● How to complete this task:
In the material below, find the line containing "count.log10() * bytes.log10()" and the line containing "Some(alloc) => match", then reproduce exactly both of them and every line between, and nothing else.

● Supplied information:
——

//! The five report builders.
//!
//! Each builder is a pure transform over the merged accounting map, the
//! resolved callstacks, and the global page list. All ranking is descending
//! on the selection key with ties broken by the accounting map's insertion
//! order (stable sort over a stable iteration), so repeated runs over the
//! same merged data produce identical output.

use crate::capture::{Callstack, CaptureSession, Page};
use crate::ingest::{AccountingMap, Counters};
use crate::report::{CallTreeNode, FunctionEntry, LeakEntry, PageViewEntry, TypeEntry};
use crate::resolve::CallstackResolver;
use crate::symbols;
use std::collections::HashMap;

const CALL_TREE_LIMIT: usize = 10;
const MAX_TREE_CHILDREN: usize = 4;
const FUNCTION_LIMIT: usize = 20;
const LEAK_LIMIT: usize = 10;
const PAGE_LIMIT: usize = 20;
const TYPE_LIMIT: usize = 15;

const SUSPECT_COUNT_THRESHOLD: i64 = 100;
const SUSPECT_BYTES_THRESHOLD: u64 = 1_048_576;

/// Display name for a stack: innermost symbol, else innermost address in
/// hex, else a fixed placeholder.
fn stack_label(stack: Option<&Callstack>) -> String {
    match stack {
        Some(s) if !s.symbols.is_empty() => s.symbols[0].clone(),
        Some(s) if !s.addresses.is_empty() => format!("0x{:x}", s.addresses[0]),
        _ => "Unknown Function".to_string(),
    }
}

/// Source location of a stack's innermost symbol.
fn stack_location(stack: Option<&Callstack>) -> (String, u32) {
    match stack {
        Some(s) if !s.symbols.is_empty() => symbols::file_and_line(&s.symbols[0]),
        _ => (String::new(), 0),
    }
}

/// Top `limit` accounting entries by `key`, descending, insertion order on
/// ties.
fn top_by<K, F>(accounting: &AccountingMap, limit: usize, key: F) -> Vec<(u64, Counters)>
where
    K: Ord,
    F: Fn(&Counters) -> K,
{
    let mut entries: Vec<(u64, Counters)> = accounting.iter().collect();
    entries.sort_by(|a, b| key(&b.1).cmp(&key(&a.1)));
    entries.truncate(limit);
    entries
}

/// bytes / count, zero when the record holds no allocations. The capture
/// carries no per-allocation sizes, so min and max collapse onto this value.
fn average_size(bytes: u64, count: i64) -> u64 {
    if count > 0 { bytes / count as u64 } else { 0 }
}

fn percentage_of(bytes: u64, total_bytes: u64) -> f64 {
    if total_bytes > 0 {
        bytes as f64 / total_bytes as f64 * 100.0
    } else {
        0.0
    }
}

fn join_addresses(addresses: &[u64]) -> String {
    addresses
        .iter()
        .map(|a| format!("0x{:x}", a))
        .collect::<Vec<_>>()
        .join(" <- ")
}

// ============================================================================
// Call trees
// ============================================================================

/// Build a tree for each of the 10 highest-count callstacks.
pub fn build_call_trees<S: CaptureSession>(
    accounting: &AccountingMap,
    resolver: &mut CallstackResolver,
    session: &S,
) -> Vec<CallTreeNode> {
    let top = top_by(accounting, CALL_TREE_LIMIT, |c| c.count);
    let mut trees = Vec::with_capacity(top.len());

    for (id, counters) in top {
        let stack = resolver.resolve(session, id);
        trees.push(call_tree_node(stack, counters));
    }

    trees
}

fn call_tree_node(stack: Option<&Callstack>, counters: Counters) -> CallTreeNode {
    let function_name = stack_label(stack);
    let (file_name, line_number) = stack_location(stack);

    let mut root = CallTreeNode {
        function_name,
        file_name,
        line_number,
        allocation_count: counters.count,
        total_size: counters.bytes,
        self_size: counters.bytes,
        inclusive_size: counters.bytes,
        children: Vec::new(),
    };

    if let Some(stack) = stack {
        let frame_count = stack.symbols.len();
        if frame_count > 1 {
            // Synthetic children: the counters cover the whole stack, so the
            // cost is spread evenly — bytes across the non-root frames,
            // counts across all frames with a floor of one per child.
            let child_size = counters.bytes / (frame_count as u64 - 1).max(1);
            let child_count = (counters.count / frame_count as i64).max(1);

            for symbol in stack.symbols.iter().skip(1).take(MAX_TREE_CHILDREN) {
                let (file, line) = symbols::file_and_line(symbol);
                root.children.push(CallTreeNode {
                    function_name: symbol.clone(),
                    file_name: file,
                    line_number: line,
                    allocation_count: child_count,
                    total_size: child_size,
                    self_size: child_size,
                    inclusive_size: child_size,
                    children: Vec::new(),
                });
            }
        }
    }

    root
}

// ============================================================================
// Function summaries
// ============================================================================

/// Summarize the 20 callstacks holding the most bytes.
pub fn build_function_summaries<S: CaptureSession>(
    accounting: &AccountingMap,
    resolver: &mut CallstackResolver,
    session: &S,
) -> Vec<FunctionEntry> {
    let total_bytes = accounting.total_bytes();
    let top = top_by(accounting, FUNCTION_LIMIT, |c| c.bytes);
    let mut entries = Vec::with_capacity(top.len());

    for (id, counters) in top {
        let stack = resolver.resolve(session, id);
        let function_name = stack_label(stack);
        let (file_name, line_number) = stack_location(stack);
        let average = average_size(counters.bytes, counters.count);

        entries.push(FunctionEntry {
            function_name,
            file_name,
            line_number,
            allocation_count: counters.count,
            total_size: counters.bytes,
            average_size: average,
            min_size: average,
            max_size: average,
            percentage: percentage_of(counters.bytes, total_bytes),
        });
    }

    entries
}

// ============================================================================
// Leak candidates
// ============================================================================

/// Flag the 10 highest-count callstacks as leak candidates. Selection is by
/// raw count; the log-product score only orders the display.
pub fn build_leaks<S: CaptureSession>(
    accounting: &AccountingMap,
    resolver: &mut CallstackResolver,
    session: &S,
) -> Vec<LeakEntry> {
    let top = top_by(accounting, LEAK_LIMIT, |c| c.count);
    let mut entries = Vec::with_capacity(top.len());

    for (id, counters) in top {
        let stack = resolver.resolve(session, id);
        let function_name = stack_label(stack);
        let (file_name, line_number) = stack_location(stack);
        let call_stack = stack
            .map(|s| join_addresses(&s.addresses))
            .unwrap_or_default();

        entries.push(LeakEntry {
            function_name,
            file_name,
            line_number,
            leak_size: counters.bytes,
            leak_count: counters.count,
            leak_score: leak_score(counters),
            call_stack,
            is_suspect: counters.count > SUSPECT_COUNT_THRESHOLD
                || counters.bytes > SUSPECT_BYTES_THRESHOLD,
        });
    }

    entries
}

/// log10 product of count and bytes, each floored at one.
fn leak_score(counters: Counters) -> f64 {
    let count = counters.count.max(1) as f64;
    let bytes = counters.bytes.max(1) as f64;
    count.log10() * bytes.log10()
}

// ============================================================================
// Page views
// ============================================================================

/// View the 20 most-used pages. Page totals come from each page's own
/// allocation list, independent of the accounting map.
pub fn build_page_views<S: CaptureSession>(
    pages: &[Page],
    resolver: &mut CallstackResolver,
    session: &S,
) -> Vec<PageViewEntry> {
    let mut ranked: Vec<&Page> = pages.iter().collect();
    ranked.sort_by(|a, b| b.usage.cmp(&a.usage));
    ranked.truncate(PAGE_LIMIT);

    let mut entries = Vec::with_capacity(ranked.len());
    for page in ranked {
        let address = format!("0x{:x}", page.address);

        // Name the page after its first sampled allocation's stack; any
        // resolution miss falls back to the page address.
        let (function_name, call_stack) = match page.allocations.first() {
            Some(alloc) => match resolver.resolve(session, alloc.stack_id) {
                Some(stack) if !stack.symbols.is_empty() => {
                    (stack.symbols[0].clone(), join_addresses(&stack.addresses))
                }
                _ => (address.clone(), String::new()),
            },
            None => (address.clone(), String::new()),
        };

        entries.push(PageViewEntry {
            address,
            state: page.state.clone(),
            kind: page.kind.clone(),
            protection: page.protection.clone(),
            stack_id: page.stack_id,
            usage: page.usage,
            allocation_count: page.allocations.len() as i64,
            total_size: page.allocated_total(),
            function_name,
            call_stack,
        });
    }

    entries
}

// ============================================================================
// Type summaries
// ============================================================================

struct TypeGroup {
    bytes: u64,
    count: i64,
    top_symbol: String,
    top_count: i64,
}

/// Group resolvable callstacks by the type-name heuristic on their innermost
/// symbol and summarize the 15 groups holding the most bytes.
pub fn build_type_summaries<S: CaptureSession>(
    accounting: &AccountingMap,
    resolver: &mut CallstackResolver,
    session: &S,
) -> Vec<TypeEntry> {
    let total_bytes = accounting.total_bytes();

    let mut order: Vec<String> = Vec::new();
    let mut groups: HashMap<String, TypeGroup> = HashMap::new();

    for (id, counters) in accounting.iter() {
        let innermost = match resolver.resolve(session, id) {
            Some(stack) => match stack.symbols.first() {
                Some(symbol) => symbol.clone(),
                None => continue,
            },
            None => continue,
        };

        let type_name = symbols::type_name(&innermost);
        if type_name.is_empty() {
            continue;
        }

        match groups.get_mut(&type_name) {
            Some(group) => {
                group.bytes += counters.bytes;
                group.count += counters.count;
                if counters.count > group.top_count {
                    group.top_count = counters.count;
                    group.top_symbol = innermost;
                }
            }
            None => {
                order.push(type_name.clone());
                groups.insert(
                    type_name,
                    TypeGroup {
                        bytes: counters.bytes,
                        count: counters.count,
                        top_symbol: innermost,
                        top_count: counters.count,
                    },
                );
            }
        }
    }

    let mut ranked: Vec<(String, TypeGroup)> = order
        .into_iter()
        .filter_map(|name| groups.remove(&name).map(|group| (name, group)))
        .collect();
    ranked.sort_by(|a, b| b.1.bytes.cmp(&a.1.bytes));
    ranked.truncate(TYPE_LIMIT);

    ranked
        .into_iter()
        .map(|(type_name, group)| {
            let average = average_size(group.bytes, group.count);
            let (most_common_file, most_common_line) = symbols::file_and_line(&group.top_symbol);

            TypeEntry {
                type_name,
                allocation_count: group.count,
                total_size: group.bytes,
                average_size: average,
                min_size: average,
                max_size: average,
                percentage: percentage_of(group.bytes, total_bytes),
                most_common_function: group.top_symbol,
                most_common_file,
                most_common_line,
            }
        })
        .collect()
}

——

● Exercise output:
    count.log10() * bytes.log10()
}

// ============================================================================
// Page views
// ============================================================================

/// View the 20 most-used pages. Page totals come from each page's own
/// allocation list, independent of the accounting map.
pub fn build_page_views<S: CaptureSession>(
    pages: &[Page],
    resolver: &mut CallstackResolver,
    session: &S,
) -> Vec<PageViewEntry> {
    let mut ranked: Vec<&Page> = pages.iter().collect();
    ranked.sort_by(|a, b| b.usage.cmp(&a.usage));
    ranked.truncate(PAGE_LIMIT);

    let mut entries = Vec::with_capacity(ranked.len());
    for page in ranked {
        let address = format!("0x{:x}", page.address);

        // Name the page after its first sampled allocation's stack; any
        // resolution miss falls back to the page address.
        let (function_name, call_stack) = match page.allocations.first() {
            Some(alloc) => match resolver.resolve(session, alloc.stack_id) {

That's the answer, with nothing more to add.